The baby is adorable! Sometimes it can take up to 12 before Mom goes since she is kinda numb there. Make sure she drinks lots of water and if you are concerned you can give her some milk of magnesia, but this usauly resolves on its own.


----------



## atotton (Mar 6, 2013)

Adorable baby for sure. Love the rich colouring.


----------



## Small_Stars (Mar 6, 2013)

Ok, it's official....it's a he.



I was a bit disappointed with the lack of coloring, but his sire is First Knights Dare To Dream and his grand sire is First Knights Bit O Hot Shot....so I have high hopes for his conformation regardless of color.





Mama did finally go poo.



Other than her squealing and getting cranky when he bumps her, all seems to be well. Happy about that.


----------



## Eagle (Mar 6, 2013)

Congratulations on your



Don't worry about mum screaming, some mares are quite vocal with their new babies


----------



## AnnaC (Mar 6, 2013)

Oh a big, bouncy baby BOY!! Again many congratulations.

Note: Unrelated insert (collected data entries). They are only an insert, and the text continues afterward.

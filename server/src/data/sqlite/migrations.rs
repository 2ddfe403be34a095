//! Database migration system
//!
//! Fresh databases receive the full schema at the current version. Older
//! databases are stepped forward one recorded version at a time.

use sqlx::SqlitePool;

use super::error::SqliteError;
use super::schema::{MIGRATION_V2, SCHEMA, SCHEMA_VERSION};
use crate::utils::crypto::sha256_hex;

/// Run all pending migrations
pub async fn run_migrations(pool: &SqlitePool) -> Result<(), SqliteError> {
    // Check if this is a fresh database
    let table_exists: bool = sqlx::query_scalar(
        "SELECT COUNT(*) > 0 FROM sqlite_master WHERE type='table' AND name='schema_version'",
    )
    .fetch_one(pool)
    .await?;

    if !table_exists {
        tracing::debug!(version = SCHEMA_VERSION, "Initializing database schema");
        apply_initial_schema(pool).await?;
        return Ok(());
    }

    // Get current version
    let current_version: i32 =
        sqlx::query_scalar("SELECT version FROM schema_version WHERE id = 1")
            .fetch_optional(pool)
            .await?
            .unwrap_or(0);

    if current_version >= SCHEMA_VERSION {
        tracing::debug!(version = current_version, "Database schema is up to date");
        return Ok(());
    }

    // Apply incremental migrations
    for version in (current_version + 1)..=SCHEMA_VERSION {
        tracing::debug!(version, "Applying migration");
        apply_migration(pool, version).await?;
    }

    Ok(())
}

/// Apply the initial schema (version 1)
async fn apply_initial_schema(pool: &SqlitePool) -> Result<(), SqliteError> {
    let start = std::time::Instant::now();

    let mut tx = pool.begin().await?;

    sqlx::query(SCHEMA).execute(&mut *tx).await?;

    // Record version
    let now = chrono::Utc::now().timestamp_nanos_opt().unwrap_or(0);
    sqlx::query(
        "INSERT INTO schema_version (id, version, applied_at, description) VALUES (1, ?, ?, 'Initial schema')",
    )
    .bind(SCHEMA_VERSION)
    .bind(now)
    .execute(&mut *tx)
    .await?;

    // Record migration
    let checksum = sha256_hex(SCHEMA);
    let elapsed_ms = start.elapsed().as_millis() as i64;
    sqlx::query(
        "INSERT INTO schema_migrations (version, name, applied_at, checksum, execution_time_ms, success) VALUES (?, ?, ?, ?, ?, 1)",
    )
    .bind(SCHEMA_VERSION)
    .bind("initial_schema")
    .bind(now)
    .bind(&checksum)
    .bind(elapsed_ms)
    .execute(&mut *tx)
    .await?;

    tx.commit().await?;

    tracing::debug!(elapsed_ms, "Applied initial schema");
    Ok(())
}

/// Apply a specific migration version
async fn apply_migration(pool: &SqlitePool, version: i32) -> Result<(), SqliteError> {
    match version {
        1 => {
            // Already handled by initial schema
            Ok(())
        }
        2 => apply_versioned_migration(pool, 2, "add_group_path_index", MIGRATION_V2).await,
        _ => Err(SqliteError::MigrationFailed {
            version,
            name: "unknown".to_string(),
            error: format!("Unknown migration version: {}", version),
        }),
    }
}

/// Apply a versioned migration with tracking
async fn apply_versioned_migration(
    pool: &SqlitePool,
    version: i32,
    name: &str,
    sql: &str,
) -> Result<(), SqliteError> {
    let start = std::time::Instant::now();

    let mut tx = pool.begin().await?;

    // Execute migration SQL (split by semicolons for SQLite compatibility)
    for statement in sql.split(';').filter(|s| !s.trim().is_empty()) {
        let trimmed = statement.trim();
        if !trimmed.is_empty() {
            sqlx::query(trimmed).execute(&mut *tx).await.map_err(|e| {
                SqliteError::MigrationFailed {
                    version,
                    name: name.to_string(),
                    error: format!(
                        "Failed at statement: {} - {}",
                        &trimmed[..trimmed.len().min(50)],
                        e
                    ),
                }
            })?;
        }
    }

    // Update version
    let now = chrono::Utc::now().timestamp_nanos_opt().unwrap_or(0);
    sqlx::query(
        "UPDATE schema_version SET version = ?, applied_at = ?, description = ? WHERE id = 1",
    )
    .bind(version)
    .bind(now)
    .bind(name)
    .execute(&mut *tx)
    .await?;

    // Record migration
    let checksum = sha256_hex(sql);
    let elapsed_ms = start.elapsed().as_millis() as i64;
    sqlx::query(
        "INSERT INTO schema_migrations (version, name, applied_at, checksum, execution_time_ms, success) VALUES (?, ?, ?, ?, ?, 1)",
    )
    .bind(version)
    .bind(name)
    .bind(now)
    .bind(&checksum)
    .bind(elapsed_ms)
    .execute(&mut *tx)
    .await?;

    tx.commit().await?;

    tracing::debug!(version, name, elapsed_ms, "Applied migration");
    Ok(())
}

#[cfg(test)]
mod tests {
    use super::*;
    use sqlx::sqlite::SqlitePoolOptions;

    async fn memory_pool() -> SqlitePool {
        SqlitePoolOptions::new()
            .max_connections(1)
            .connect("sqlite::memory:")
            .await
            .unwrap()
    }

    async fn version(pool: &SqlitePool) -> i32 {
        sqlx::query_scalar("SELECT version FROM schema_version WHERE id = 1")
            .fetch_one(pool)
            .await
            .unwrap()
    }

    #[tokio::test]
    async fn test_fresh_database_gets_current_version() {
        let pool = memory_pool().await;
        run_migrations(&pool).await.unwrap();
        assert_eq!(version(&pool).await, SCHEMA_VERSION);

        let checksum: String =
            sqlx::query_scalar("SELECT checksum FROM schema_migrations WHERE version = ?")
                .bind(SCHEMA_VERSION)
                .fetch_one(&pool)
                .await
                .unwrap();
        assert_eq!(checksum, sha256_hex(SCHEMA));
    }

    #[tokio::test]
    async fn test_rerun_is_noop() {
        let pool = memory_pool().await;
        run_migrations(&pool).await.unwrap();
        run_migrations(&pool).await.unwrap();

        let count: i64 = sqlx::query_scalar("SELECT COUNT(*) FROM schema_migrations")
            .fetch_one(&pool)
            .await
            .unwrap();
        assert_eq!(count, 1);
    }

    #[tokio::test]
    async fn test_upgrade_from_v1() {
        let pool = memory_pool().await;
        run_migrations(&pool).await.unwrap();

        // Pretend the database predates the group path index
        sqlx::query("DROP INDEX idx_group_path").execute(&pool).await.unwrap();
        sqlx::query("UPDATE schema_version SET version = 1 WHERE id = 1")
            .execute(&pool)
            .await
            .unwrap();
        sqlx::query("DELETE FROM schema_migrations").execute(&pool).await.unwrap();

        run_migrations(&pool).await.unwrap();
        assert_eq!(version(&pool).await, 2);

        let index: i64 = sqlx::query_scalar(
            "SELECT COUNT(*) FROM sqlite_master WHERE type = 'index' AND name = 'idx_group_path'",
        )
        .fetch_one(&pool)
        .await
        .unwrap();
        assert_eq!(index, 1);

        let name: String =
            sqlx::query_scalar("SELECT name FROM schema_migrations WHERE version = 2")
                .fetch_one(&pool)
                .await
                .unwrap();
        assert_eq!(name, "add_group_path_index");
    }
}
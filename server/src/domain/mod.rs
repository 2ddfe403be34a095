//! Domain logic
//!
//! - `identity` - Users, groups, memberships and passwords

pub mod identity;

pub use identity::{IdentityError, IdentityService};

Glad that both he and his beautiful clever Momma are doing well.


----------



## countrymini (Mar 7, 2013)

He is gorgeous! Congratulations!!!


----------



## Small_Stars (Mar 7, 2013)

Thank you.





Quick question....how long till I can take them outdoors and let them run around? We're supposed to be getting up into the 60's and sunny. Very nice out. They've been in the stall, but I was wondering when it's ok for him to go out and see the world and enjoy the sunshine? How soon do you let yours out? Also, we have another mini that is 2 years old. She's not mean, but nutty as a fruit cake....how soon can I let them out with mama and baby? Should I keep them separated until the baby is weaned or better?


----------



## weerunner (Mar 7, 2013)

I take baby and momma out into the world in a separate little paddock to romp on day 3 or so. They stay out for about an hour or so the first day and I slowly up that over the next week or two. By one week as long as everything is going well I take them out into the main paddock with the other girls, and weanlings and lead them around making sure eveyrone is going to be respectful. There is usually lots of curious noses wanting to smell baby, but once the initial excitement is over I take off the lead lines and let them go. Adult minis are usually extremely patient with the little ones jumping on them and being silly. Never had a baby hurt yet using this method.


----------



## Eagle (Mar 7, 2013)

I usually let mine out a couple of times a day for an hour a time from day one. My mares are all used to being out in the pasture and would probably hate me if I left them closed in. The only weather that will stop me is cold rain. Let mum graze somewhere alone but preferable where the others can see her and baby and mum will also feel safer if she isn't totally alone. Mine are all used to being together so I usually put them back with their babies after a week to 10 days. It is hard really to say as each horse reacts differently and I was very lucky that all my mares have always got on very well.


----------



## Small_Stars (Mar 7, 2013)

Thanks.



It's really warm today, but windy and I debated letting her out for just a bit to stretch her legs and run off some energy. It's not a very big pen, but bigger than her stall with lots of sunshine. I might wait another day and take her out tomorrow, but I did open the top door to her stall so she could see outside and she is very antsy wanting out real bad.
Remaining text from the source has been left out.